[Opening Source material section]
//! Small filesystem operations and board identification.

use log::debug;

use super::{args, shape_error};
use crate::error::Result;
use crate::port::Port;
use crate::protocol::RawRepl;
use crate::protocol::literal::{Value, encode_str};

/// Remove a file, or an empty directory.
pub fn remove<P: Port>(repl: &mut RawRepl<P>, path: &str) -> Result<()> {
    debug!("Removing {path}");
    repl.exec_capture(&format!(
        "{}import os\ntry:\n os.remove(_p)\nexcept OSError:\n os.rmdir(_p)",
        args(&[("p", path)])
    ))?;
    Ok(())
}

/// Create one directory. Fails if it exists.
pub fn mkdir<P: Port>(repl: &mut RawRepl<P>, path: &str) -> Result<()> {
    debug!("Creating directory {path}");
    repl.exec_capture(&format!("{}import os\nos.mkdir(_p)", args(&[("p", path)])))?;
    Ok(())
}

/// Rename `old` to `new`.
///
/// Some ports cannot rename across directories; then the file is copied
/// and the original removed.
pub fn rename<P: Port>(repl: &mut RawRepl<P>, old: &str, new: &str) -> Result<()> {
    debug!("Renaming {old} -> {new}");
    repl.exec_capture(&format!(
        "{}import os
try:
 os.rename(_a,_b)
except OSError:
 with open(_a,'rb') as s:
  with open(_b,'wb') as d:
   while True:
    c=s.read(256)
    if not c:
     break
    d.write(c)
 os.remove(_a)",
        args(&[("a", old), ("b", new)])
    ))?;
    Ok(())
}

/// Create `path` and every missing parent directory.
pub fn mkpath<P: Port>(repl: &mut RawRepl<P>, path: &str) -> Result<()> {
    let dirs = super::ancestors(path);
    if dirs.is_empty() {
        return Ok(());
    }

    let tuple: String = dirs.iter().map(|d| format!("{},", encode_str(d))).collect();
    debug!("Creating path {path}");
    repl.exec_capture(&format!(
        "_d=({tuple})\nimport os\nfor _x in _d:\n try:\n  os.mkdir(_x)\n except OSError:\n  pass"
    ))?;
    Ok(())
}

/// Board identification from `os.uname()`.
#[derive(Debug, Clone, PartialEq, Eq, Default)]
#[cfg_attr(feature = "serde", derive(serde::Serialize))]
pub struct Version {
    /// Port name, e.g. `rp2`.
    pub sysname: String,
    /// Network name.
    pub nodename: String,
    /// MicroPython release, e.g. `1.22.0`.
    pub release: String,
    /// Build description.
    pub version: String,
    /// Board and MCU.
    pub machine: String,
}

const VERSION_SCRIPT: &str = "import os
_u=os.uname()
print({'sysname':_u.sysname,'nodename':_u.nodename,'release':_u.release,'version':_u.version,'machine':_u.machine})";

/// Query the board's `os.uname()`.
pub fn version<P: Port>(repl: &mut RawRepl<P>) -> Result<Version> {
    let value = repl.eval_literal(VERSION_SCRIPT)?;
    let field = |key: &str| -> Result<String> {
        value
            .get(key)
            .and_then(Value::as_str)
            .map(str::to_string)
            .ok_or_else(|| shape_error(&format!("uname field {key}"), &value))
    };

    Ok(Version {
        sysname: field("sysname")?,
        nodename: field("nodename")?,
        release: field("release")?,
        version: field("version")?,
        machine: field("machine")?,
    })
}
[Closing Source material section]
[Opening Source material section]
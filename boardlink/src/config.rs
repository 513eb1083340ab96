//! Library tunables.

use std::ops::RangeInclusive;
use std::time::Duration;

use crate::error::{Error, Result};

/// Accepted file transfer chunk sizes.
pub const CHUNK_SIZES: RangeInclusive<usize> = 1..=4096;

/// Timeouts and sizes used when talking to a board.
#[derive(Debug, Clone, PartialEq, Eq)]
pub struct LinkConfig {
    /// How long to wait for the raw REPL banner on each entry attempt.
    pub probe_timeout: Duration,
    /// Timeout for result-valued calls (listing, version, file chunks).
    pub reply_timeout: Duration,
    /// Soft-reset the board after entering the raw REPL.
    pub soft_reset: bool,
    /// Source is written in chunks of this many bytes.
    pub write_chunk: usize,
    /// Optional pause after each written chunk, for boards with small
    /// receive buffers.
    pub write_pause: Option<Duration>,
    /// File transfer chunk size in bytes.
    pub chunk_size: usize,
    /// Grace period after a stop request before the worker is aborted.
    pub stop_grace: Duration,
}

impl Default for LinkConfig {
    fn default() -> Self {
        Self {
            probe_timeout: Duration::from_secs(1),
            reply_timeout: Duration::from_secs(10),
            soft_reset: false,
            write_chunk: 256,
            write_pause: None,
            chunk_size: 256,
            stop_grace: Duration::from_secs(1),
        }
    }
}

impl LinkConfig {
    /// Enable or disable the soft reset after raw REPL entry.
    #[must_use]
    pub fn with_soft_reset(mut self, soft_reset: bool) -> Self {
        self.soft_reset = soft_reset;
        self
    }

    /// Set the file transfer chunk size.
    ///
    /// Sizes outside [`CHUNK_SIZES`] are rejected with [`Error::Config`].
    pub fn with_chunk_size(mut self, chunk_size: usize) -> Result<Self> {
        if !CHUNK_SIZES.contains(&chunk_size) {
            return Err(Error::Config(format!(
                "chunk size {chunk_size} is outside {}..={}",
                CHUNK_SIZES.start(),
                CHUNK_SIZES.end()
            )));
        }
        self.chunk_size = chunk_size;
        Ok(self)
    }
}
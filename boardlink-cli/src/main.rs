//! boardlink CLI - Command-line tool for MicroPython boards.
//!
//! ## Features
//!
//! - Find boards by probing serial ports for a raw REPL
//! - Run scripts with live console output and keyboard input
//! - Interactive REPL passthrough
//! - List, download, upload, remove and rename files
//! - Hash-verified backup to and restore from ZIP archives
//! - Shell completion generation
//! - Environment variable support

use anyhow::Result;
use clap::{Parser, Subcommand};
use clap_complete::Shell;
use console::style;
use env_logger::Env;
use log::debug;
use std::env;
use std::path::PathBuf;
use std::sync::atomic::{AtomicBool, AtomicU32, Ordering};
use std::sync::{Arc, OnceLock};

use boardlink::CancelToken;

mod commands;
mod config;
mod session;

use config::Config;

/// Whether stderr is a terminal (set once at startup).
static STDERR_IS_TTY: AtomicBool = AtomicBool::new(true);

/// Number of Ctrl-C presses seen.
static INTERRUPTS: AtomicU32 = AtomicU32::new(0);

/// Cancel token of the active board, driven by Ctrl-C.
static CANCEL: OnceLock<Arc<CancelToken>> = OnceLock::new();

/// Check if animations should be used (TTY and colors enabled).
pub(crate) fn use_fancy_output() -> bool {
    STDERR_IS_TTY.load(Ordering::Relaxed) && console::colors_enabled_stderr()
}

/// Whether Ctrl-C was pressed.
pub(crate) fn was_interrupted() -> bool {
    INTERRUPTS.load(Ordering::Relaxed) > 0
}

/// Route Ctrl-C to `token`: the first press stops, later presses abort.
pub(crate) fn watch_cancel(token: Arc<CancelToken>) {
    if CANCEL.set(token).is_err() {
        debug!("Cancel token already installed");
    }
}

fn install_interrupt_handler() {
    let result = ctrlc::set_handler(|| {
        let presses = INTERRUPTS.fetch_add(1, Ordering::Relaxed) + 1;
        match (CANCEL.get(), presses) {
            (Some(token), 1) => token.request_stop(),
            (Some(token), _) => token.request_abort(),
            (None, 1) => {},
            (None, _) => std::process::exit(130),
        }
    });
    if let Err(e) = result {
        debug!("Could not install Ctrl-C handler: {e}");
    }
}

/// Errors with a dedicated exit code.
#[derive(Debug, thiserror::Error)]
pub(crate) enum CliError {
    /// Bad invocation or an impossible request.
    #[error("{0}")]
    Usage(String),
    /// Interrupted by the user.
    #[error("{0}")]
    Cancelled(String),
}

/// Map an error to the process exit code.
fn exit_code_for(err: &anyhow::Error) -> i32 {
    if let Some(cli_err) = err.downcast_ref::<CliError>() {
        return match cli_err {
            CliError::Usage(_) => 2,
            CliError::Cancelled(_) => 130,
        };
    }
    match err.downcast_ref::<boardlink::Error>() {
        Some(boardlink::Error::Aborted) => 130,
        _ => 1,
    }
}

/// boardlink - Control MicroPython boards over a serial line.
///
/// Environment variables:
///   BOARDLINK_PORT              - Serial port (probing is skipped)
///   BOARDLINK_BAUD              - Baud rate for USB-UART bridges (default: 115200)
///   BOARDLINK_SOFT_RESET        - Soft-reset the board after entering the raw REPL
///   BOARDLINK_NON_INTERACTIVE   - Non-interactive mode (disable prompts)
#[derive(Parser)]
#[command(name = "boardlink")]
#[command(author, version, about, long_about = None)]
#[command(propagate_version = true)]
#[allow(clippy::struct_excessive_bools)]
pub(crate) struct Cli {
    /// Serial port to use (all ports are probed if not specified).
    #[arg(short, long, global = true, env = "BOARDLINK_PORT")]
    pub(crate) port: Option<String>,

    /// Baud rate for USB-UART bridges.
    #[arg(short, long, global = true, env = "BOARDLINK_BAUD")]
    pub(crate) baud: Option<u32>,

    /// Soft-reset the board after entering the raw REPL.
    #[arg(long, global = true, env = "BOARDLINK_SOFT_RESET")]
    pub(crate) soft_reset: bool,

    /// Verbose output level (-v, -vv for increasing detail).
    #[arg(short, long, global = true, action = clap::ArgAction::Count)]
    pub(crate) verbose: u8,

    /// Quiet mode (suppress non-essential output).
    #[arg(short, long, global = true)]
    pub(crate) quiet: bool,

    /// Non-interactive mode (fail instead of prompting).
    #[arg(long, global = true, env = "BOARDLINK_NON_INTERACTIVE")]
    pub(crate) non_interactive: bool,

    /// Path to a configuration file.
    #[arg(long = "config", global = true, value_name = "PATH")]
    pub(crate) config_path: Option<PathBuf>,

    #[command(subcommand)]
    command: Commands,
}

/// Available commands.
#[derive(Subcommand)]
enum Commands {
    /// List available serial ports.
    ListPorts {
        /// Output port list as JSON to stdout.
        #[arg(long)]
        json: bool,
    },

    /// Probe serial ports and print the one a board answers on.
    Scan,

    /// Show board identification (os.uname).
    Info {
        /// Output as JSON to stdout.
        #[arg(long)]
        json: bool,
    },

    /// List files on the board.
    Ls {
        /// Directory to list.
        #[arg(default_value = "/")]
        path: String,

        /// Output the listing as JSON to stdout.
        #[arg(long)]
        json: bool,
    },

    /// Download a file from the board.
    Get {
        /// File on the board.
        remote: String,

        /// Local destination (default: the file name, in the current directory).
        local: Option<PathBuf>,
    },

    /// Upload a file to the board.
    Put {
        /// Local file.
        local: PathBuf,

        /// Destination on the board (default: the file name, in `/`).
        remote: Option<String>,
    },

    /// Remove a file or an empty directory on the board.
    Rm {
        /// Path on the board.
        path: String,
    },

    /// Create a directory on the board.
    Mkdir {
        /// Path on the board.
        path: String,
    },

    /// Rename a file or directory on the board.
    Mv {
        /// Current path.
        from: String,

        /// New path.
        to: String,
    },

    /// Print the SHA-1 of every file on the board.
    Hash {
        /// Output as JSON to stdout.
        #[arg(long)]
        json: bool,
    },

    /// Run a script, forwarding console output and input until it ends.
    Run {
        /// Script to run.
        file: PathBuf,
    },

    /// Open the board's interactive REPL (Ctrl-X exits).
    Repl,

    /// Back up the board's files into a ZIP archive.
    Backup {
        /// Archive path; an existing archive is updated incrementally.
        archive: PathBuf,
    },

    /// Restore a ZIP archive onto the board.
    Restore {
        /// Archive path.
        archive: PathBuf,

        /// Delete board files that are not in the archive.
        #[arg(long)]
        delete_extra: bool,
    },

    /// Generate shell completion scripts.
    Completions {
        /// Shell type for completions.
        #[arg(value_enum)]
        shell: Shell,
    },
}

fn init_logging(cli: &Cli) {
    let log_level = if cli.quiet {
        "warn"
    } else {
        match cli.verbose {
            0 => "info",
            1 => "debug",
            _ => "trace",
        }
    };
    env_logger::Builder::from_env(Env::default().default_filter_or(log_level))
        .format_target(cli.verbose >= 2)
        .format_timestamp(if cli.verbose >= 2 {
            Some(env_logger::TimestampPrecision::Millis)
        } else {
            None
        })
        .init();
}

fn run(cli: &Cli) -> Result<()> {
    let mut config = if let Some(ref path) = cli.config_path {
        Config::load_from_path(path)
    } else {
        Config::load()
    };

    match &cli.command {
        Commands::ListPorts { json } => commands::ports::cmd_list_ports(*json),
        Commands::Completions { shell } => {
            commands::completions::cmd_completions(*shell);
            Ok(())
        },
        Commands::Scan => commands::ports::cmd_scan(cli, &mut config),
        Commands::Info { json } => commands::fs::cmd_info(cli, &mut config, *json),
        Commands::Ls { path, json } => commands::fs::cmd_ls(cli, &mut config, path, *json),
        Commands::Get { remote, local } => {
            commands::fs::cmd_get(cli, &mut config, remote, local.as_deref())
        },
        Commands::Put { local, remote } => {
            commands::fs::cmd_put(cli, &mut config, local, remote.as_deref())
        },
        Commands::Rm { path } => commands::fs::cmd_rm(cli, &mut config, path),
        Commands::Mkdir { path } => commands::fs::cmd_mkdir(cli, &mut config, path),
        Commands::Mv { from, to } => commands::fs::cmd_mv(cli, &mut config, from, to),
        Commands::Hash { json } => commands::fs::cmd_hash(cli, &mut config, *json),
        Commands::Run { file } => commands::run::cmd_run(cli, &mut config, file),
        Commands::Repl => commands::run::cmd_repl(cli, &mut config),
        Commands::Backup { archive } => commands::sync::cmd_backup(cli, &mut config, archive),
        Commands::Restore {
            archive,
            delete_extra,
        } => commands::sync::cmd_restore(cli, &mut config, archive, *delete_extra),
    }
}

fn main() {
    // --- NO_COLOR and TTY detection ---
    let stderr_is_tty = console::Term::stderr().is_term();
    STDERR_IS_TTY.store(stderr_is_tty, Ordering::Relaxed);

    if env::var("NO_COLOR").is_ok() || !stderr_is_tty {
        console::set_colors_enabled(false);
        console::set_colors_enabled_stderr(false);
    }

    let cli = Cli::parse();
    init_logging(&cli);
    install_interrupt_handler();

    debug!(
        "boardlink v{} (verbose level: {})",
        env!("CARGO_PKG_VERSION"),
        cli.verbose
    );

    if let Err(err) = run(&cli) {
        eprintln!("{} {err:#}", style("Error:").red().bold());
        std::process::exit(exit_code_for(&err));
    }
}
[Closing Source material section]
[Opening Source material section]
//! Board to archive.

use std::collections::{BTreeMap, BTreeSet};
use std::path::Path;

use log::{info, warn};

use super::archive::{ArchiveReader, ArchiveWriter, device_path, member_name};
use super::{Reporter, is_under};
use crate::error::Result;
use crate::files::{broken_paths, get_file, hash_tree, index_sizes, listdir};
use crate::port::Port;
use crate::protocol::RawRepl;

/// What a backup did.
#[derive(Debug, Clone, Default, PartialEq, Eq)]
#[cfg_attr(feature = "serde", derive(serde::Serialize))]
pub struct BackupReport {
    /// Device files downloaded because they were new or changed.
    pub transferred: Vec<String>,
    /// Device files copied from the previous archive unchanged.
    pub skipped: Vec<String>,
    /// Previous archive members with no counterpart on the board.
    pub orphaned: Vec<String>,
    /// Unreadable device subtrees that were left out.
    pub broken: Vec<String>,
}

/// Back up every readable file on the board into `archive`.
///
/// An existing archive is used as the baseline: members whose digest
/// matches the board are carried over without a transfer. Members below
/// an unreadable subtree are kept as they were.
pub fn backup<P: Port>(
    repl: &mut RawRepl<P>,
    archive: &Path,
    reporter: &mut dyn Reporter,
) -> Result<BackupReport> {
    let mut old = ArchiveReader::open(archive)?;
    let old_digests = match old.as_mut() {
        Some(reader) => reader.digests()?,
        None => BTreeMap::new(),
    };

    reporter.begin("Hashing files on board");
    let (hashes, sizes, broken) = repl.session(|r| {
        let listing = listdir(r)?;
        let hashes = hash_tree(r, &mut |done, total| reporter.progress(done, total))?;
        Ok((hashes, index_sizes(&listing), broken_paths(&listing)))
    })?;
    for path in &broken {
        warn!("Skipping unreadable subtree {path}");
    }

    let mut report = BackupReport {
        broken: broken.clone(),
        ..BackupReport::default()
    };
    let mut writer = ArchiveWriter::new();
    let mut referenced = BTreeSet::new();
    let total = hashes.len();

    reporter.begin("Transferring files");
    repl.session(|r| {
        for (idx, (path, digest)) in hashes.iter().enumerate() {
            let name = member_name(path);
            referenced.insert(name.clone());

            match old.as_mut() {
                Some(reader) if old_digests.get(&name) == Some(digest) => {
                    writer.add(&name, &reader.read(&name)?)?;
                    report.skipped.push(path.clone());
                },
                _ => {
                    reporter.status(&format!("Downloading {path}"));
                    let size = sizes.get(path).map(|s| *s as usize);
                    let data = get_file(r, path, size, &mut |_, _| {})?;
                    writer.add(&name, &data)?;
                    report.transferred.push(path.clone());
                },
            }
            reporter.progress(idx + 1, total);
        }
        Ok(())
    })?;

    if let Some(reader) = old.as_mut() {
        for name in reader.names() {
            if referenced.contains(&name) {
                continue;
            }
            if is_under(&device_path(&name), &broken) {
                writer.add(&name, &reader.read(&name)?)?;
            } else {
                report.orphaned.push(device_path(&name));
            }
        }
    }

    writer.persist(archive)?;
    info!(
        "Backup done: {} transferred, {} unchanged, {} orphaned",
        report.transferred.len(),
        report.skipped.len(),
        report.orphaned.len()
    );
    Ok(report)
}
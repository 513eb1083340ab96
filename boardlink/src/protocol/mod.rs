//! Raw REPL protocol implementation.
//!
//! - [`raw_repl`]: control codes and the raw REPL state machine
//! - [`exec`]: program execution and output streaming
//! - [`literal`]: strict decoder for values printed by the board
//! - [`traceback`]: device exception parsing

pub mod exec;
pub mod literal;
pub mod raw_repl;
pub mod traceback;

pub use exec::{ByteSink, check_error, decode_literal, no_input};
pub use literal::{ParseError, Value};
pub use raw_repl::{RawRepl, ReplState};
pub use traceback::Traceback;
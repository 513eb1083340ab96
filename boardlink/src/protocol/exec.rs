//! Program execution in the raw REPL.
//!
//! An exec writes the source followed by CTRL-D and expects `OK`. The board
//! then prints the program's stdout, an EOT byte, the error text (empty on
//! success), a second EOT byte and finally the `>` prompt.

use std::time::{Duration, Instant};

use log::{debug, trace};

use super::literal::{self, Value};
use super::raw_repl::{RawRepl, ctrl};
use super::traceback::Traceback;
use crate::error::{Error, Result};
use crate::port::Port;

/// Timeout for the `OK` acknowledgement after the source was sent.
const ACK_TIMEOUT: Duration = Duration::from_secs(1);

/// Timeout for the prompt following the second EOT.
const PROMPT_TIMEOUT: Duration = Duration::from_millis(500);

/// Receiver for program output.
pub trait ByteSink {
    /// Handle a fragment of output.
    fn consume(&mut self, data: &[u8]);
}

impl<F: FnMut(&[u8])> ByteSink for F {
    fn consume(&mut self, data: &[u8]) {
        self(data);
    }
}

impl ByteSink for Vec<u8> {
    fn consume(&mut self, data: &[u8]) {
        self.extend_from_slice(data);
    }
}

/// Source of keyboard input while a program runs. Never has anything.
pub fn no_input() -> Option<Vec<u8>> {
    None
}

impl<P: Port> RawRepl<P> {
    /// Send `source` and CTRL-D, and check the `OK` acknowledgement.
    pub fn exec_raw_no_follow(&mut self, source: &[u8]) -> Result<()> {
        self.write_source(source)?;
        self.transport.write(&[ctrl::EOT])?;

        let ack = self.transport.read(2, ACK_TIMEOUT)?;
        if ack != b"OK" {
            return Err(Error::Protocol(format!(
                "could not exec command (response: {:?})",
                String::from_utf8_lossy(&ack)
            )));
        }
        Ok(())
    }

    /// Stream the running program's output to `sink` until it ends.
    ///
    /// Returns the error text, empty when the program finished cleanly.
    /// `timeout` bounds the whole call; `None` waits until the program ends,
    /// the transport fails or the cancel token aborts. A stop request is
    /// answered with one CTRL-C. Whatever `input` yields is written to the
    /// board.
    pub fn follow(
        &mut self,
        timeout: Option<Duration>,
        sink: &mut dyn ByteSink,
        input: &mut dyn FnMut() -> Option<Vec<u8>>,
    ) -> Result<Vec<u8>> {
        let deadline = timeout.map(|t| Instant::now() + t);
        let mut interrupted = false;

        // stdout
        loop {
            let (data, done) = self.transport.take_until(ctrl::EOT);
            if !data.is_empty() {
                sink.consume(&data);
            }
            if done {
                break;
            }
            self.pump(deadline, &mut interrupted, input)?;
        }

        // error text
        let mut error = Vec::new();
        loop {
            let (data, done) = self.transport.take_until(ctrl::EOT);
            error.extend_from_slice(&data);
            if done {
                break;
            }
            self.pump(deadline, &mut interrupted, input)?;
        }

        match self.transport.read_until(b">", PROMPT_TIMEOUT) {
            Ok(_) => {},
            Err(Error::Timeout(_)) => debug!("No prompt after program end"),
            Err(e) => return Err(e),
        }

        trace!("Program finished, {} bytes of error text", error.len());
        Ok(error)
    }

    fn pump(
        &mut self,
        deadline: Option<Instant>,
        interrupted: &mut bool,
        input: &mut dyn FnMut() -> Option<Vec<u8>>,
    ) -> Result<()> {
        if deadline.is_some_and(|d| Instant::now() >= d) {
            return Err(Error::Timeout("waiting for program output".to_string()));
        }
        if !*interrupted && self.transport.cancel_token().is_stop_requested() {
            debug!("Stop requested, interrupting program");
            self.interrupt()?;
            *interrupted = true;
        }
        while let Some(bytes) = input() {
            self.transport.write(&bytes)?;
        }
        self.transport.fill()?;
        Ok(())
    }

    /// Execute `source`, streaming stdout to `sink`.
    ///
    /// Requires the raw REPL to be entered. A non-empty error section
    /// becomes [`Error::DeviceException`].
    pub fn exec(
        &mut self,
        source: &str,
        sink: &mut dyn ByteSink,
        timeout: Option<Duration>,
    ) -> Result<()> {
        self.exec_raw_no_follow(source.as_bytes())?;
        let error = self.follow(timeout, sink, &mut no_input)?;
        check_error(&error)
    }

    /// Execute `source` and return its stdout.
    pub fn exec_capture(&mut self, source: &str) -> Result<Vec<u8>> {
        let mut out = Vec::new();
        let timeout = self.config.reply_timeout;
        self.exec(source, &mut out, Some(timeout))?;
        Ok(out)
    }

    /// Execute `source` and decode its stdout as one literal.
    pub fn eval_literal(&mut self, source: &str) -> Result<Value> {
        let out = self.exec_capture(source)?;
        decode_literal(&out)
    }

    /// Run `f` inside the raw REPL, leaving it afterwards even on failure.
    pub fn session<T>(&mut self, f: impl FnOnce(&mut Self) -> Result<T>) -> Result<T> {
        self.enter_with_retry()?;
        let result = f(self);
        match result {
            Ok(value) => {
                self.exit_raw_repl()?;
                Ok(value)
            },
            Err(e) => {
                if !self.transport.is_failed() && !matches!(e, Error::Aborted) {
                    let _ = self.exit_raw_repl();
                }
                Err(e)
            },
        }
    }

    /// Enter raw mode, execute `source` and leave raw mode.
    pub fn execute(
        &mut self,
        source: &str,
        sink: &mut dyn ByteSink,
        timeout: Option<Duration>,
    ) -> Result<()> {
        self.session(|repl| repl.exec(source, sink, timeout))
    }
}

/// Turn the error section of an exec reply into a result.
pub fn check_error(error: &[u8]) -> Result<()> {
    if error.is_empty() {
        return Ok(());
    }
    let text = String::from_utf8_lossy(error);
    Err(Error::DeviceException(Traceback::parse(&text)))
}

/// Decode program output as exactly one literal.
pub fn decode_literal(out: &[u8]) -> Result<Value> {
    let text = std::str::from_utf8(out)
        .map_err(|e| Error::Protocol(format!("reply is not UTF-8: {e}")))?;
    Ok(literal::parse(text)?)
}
[Closing Source material section]
- _What you have to do_
Please copy out each line of the material that contains the string "static".

- _Reply to the exercise_
static STDERR_IS_TTY: AtomicBool = AtomicBool::new(true);
static INTERRUPTS: AtomicU32 = AtomicU32::new(0);
static CANCEL: OnceLock<Arc<CancelToken>> = OnceLock::new();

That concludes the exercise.